» Records for this task:
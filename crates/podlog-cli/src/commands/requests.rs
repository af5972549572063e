use chrono::{DateTime, Utc};
use podlog_core::RequestObservation;
use podlog_engine::format::{format_request_summary, truncate};
use tabled::settings::Style;
use tabled::{Table, Tabled};

use super::{CliError, Settings};

#[derive(Tabled)]
struct FailedRow {
    #[tabled(rename = "Time")]
    time: String,
    #[tabled(rename = "Service")]
    service: String,
    #[tabled(rename = "Method")]
    method: String,
    #[tabled(rename = "Endpoint")]
    endpoint: String,
    #[tabled(rename = "Status")]
    status: u16,
    #[tabled(rename = "Time (s)")]
    response_time: String,
}

impl From<&RequestObservation> for FailedRow {
    fn from(r: &RequestObservation) -> Self {
        Self {
            time: r.timestamp.format("%H:%M:%S").to_string(),
            service: r.service.clone(),
            method: r.method.clone(),
            endpoint: truncate(&r.endpoint, 60),
            status: r.status_code,
            response_time: format!("{:.3}", r.response_time_secs),
        }
    }
}

pub async fn run(
    settings: &Settings,
    since: Option<DateTime<Utc>>,
    errors: bool,
    json: bool,
) -> Result<(), CliError> {
    let analyzer = super::cluster_analyzer(settings.load()?);
    let cancel = super::cancel_on_ctrl_c();

    let analysis = analyzer.analyze_requests(since, &cancel).await?;

    if json {
        println!("{}", serde_json::to_string_pretty(&analysis)?);
        return Ok(());
    }

    if since.is_none() {
        println!("[podlog] Request analysis needs a lower time bound, pass --since");
        return Ok(());
    }

    print!("{}", format_request_summary(&analysis));

    if errors {
        let failed: Vec<FailedRow> = analysis
            .requests
            .iter()
            .filter(|r| r.is_error)
            .map(FailedRow::from)
            .collect();
        if failed.is_empty() {
            println!("[podlog] No failed requests");
        } else {
            let mut table = Table::new(failed);
            table.with(Style::rounded());
            println!("{table}");
        }
    }
    Ok(())
}
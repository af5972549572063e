pub mod cluster;
pub mod command;

pub use cluster::{parse_pod_listing, ClusterClient};
pub use command::{CliCommand, CommandOutput};

use chrono::{DateTime, SecondsFormat, Utc};

/// `--since-time` argument: RFC 3339 in UTC with a `Z` suffix.
pub fn since_time_arg(since: DateTime<Utc>) -> String {
    since.to_rfc3339_opts(SecondsFormat::Secs, true)
}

» Directions: All of the records go in your answer, copied exactly.

» Task response:
filename crates/podlog-cli/src/commands/requests.rs
repository af5972549572063e
use chrono::{DateTime, Utc};
use podlog_core::RequestObservation;
use podlog_engine::format::{format_request_summary, truncate};
use tabled::settings::Style;
use tabled::{Table, Tabled};

use super::{CliError, Settings};

#[derive(Tabled)]
struct FailedRow {
    #[tabled(rename = "Time")]
    time: String,
    #[tabled(rename = "Service")]
    service: String,
    #[tabled(rename = "Method")]
    method: String,
    #[tabled(rename = "Endpoint")]
    endpoint: String,
    #[tabled(rename = "Status")]
    status: u16,
    #[tabled(rename = "Time (s)")]
    response_time: String,
}

impl From<&RequestObservation> for FailedRow {
    fn from(r: &RequestObservation) -> Self {
        Self {
            time: r.timestamp.format("%H:%M:%S").to_string(),
            service: r.service.clone(),
            method: r.method.clone(),
            endpoint: truncate(&r.endpoint, 60),
            status: r.status_code,
            response_time: format!("{:.3}", r.response_time_secs),
        }
    }
}

pub async fn run(
    settings: &Settings,
    since: Option<DateTime<Utc>>,
    errors: bool,
    json: bool,
) -> Result<(), CliError> {
    let analyzer = super::cluster_analyzer(settings.load()?);
    let cancel = super::cancel_on_ctrl_c();

    let analysis = analyzer.analyze_requests(since, &cancel).await?;

    if json {
        println!("{}", serde_json::to_string_pretty(&analysis)?);
        return Ok(());
    }

    if since.is_none() {
        println!("[podlog] Request analysis needs a lower time bound, pass --since");
        return Ok(());
    }

    print!("{}", format_request_summary(&analysis));

    if errors {
        let failed: Vec<FailedRow> = analysis
            .requests
            .iter()
            .filter(|r| r.is_error)
            .map(FailedRow::from)
            .collect();
        if failed.is_empty() {
            println!("[podlog] No failed requests");
        } else {
            let mut table = Table::new(failed);
            table.with(Style::rounded());
            println!("{table}");
        }
    }
    Ok(())
}
repository af5972549572063e
pub mod cluster;
pub mod command;

pub use cluster::{parse_pod_listing, ClusterClient};
pub use command::{CliCommand, CommandOutput};

use chrono::{DateTime, SecondsFormat, Utc};

/// `--since-time` argument: RFC 3339 in UTC with a `Z` suffix.
pub fn since_time_arg(since: DateTime<Utc>) -> String {
    since.to_rfc3339_opts(SecondsFormat::Secs, true)
}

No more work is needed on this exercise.